Case series description

Surgical records of two surgeons from February 2012 to January 2015 were searched for cases of feline PTA performed using orthogonal VCP application without postoperative external coaptation. Inclusion criteria included cats undergoing PTA and with long-term telephone follow-up. Data collected included breed, age, sex, body weight, indication for arthrodesis, number and size of screws used, orientation of tibiocalcaneal or calcaneotibial screw, type of bone graft, postoperative management, and incidence and nature of any complications. Preoperative radiographs were reviewed for assessment of the initial injuries, and postoperative radiographs were reviewed for tarsocrural angle, number of screws placed, and percentage of the tibial and metatarsal length engaged with the fixation. Follow-up radiographs were reviewed for progression of arthrodesis and for implant-related complications. Clinical notes were also reviewed for any reported complications.

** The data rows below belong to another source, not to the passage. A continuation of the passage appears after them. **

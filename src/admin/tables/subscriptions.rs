use crate::html::{action_button, badge, cell, escape, format_date};
use crate::admin::state::{ALL, AdminUiState};
use crate::models::{MockDataset, Subscription};

use super::{TableKind, TableView};

/// Figures shown above the subscriptions table, over the filtered rows.
#[derive(Debug, Clone, Copy, PartialEq, Default)]
pub struct SubscriptionSummary {
    pub active_count: usize,
    pub monthly_revenue: f64,
}

impl SubscriptionSummary {
    pub fn from_rows(rows: &[&Subscription]) -> Self {
        rows.iter()
            .filter(|s| s.is_active())
            .fold(Self::default(), |acc, s| Self {
                active_count: acc.active_count + 1,
                monthly_revenue: acc.monthly_revenue + s.amount,
            })
    }

    /// Whole sums print without decimals, fractional ones as-is.
    pub fn revenue_label(&self) -> String {
        format!("${}", self.monthly_revenue)
    }
}

#[derive(Debug, Clone, PartialEq)]
pub struct SubscriptionsView {
    pub table: TableView,
    pub summary: SubscriptionSummary,
}

/// Subscriptions whose status equals `status` exactly; `all` keeps every row.
pub fn filter_subscriptions<'a>(subscriptions: &'a [Subscription], status: &str) -> Vec<&'a Subscription> {
    subscriptions
        .iter()
        .filter(|s| status == ALL || s.status.as_str() == status)
        .collect()
}

pub fn render_subscriptions(data: &MockDataset, state: &AdminUiState) -> SubscriptionsView {
    let filtered = filter_subscriptions(&data.subscriptions, &state.subscription_status);
    let summary = SubscriptionSummary::from_rows(&filtered);
    let rows = filtered.iter().map(|s| subscription_row(s)).collect();

    tracing::debug!(
        status = %state.subscription_status,
        rows = filtered.len(),
        "Rendered subscriptions table"
    );

    SubscriptionsView {
        table: TableView::new(TableKind::Subscriptions, rows),
        summary,
    }
}

fn subscription_row(sub: &Subscription) -> String {
    let next_billing = match &sub.next_billing {
        Some(date) if !date.is_empty() => escape(&format_date(date)),
        _ => "<em>N/A</em>".to_string(),
    };

    [
        "<tr>".to_string(),
        cell(&escape(&sub.user_name)),
        cell(&badge(sub.plan.as_str())),
        cell(&badge(sub.status.as_str())),
        cell(&escape(&format_date(&sub.started))),
        cell(&next_billing),
        cell(&format!("${}/mo", sub.amount)),
        cell(&action_button("editSubscription", "sub-id", sub.id, "Edit", false)),
        "</tr>".to_string(),
    ]
    .concat()
}

#[cfg(test)]
mod tests {
    use super::*;
    use crate::store::defaults::default_dataset;

    fn state(status: &str) -> AdminUiState {
        AdminUiState {
            subscription_status: status.to_string(),
            ..AdminUiState::default()
        }
    }

    #[test]
    fn all_status_keeps_every_row() {
        let data = default_dataset();
        let view = render_subscriptions(&data, &state("all"));
        assert_eq!(view.table.rows.len(), 5);
        assert_eq!(view.summary.active_count, 4);
        assert_eq!(view.summary.revenue_label(), "$156");
    }

    #[test]
    fn aggregates_follow_the_filter() {
        let data = default_dataset();

        let canceled = render_subscriptions(&data, &state("canceled"));
        assert_eq!(canceled.table.rows.len(), 1);
        assert_eq!(canceled.summary, SubscriptionSummary::default());
        assert_eq!(canceled.summary.revenue_label(), "$0");

        let active = render_subscriptions(&data, &state("active"));
        assert_eq!(active.table.rows.len(), 4);
        assert_eq!(active.summary.monthly_revenue, 156.0);
    }

    #[test]
    fn unknown_status_matches_nothing() {
        let view = render_subscriptions(&default_dataset(), &state("paused"));
        assert!(view.table.is_empty());
        assert!(view.table.body_html().contains("No subscriptions found"));
    }

    #[test]
    fn row_markup() {
        let view = render_subscriptions(&default_dataset(), &state("all"));
        assert_eq!(
            view.table.rows[0],
            concat!(
                "<tr><td>Ahmed Hassan</td>",
                r#"<td><span class="admin-badge admin-badge--premium">premium</span></td>"#,
                r#"<td><span class="admin-badge admin-badge--active">active</span></td>"#,
                "<td>Jan 15, 2024</td><td>May 15, 2024</td><td>$29/mo</td>",
                r#"<td><button class="admin-action-btn" data-action="editSubscription" data-sub-id="1">Edit</button></td></tr>"#,
            )
        );
        assert!(view.table.rows[4].contains("<td><em>N/A</em></td>"));
    }

    #[test]
    fn fractional_prices_keep_their_cents() {
        let mut data = default_dataset();
        data.subscriptions[0].amount = 29.5;
        data.subscriptions[1].amount = 0.25;

        let view = render_subscriptions(&data, &state("all"));
        assert!(view.table.rows[0].contains("<td>$29.5/mo</td>"));
        assert_eq!(view.summary.monthly_revenue, 107.75);
        assert_eq!(view.summary.revenue_label(), "$107.75");
    }
}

The VCPs used in this case series were 2.0 mm cuttable (dorsal) and 2.0 mm cuttable malleable (medial) plates (Veterinary Cuttable Plates; Veterinary Instrumentation). Both plates are of 5.0 mm width and 1.4 mm thickness, with a 5.0 mm hole-to-hole distance. The 2.0 mm cuttable malleable plate is a notched version, permitting contouring in a third plane.

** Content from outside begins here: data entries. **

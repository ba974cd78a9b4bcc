use serde::{Deserialize, Serialize};
use std::fmt;

/// Account role. Only `Admin` unlocks the dashboard.
#[derive(Debug, Clone, Copy, PartialEq, Eq, Hash, Serialize, Deserialize, Default)]
#[serde(rename_all = "lowercase")]
pub enum Role {
    #[default]
    User,
    Premium,
    Pro,
    Admin,
}

impl Role {
    pub fn as_str(&self) -> &'static str {
        match self {
            Role::User => "user",
            Role::Premium => "premium",
            Role::Pro => "pro",
            Role::Admin => "admin",
        }
    }
}

impl fmt::Display for Role {
    fn fmt(&self, f: &mut fmt::Formatter<'_>) -> fmt::Result {
        f.write_str(self.as_str())
    }
}

#[derive(Debug, Clone, Copy, PartialEq, Eq, Hash, Serialize, Deserialize)]
#[serde(rename_all = "lowercase")]
pub enum SubscriptionStatus {
    Active,
    Canceled,
}

impl SubscriptionStatus {
    pub fn as_str(&self) -> &'static str {
        match self {
            SubscriptionStatus::Active => "active",
            SubscriptionStatus::Canceled => "canceled",
        }
    }

    /// Parses a filter value. `"all"` and anything unknown yield `None`.
    pub fn parse(value: &str) -> Option<Self> {
        match value {
            "active" => Some(SubscriptionStatus::Active),
            "canceled" => Some(SubscriptionStatus::Canceled),
            _ => None,
        }
    }
}

impl fmt::Display for SubscriptionStatus {
    fn fmt(&self, f: &mut fmt::Formatter<'_>) -> fmt::Result {
        f.write_str(self.as_str())
    }
}

/// A learner account in the mock dataset
#[derive(Debug, Clone, PartialEq, Serialize, Deserialize)]
pub struct User {
    pub id: i64,
    pub name: String,
    pub email: String,
    pub role: Role,
    pub subscription_status: Option<SubscriptionStatus>,
    pub created_at: String,
}

impl User {
    /// Case-insensitive substring match against name, email and role.
    /// `query` must already be lowercased.
    pub fn matches_query(&self, query: &str) -> bool {
        self.name.to_lowercase().contains(query)
            || self.email.to_lowercase().contains(query)
            || self.role.as_str().contains(query)
    }
}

Long-term outcome (>6 months after surgery) was assessed by owner questionnaire (Feline Musculoskeletal Pain Index [FMPI]) ³¹ by telephone and email communication. The FMPI questionnaire is divided in two parts. The first is an assessment of the cat’s ability to perform 17 normal activities (rated on a Likert scale from ‘normal’ to ‘not at all’), with an option to select ‘don’t know or not applicable’. The second part of the questionnaire asks owners to rate their cat’s level of pain on a standardised 100 mm visual analogue scale (VAS). Owner ratings were converted to scores ranging from 0–4 for each item (0 = not at all; 4 = normal). VAS scores were calculated by measuring (in mm) from the start (zero point) to the owner’s mark, with 4 indicating ‘no pain’. The range of possible scores was 0–68 for items 1–17 and 0–4 each of the final two questions. FMPI scores were converted to percentages and are given for part 1, part 2 and an ‘overall score’ as a mean score for parts 1 and 2 combined. An excellent outcome was defined as a score within the range of 75–100%, a good outcome was defined as having a score between 50% and 74%, and a suboptimal function was defined as having a score <50%.

Procedure

All cats were premedicated with 0.03 mg/kg intramuscular (IM) acepromazine (ACP injection; Novartis) and 0.2 mg/kg IM methadone (Comfortan; Dechra Veterinary Products). Anaesthesia was induced with 4 mg/kg intravenous (IV) propofol (Propflo; Abbott Laboratories) and maintained with inhaled isoflurane in oxygen (Isoflo; Abbott Laboratories). Cefuroxime (Zinacef; GlaxoSmithKline) was given before surgery and intraoperatively 15 mg/kg IV initially, and thereafter at 10 mg/kg IV at 90 min intervals throughout surgery. Cefuroxime was continued for 24 h postoperatively at 10 mg/kg q8h; after these 24 h cephalexin (Ceporex; Galen Craigavon) was administered at 15–20 mg/kg q12h orally for 7 days. Postoperative analgesia involved intermittent IM methadone (0.1–0.3 mg/kg) as necessary, according to pain assessment. Meloxicam (Metacam; Boeringer Ingelheim) was administered at 0.2 mg/kg subcutaneously on the day of surgery followed by 0.05 mg/kg/day orally starting 24 h after surgery for 10 days.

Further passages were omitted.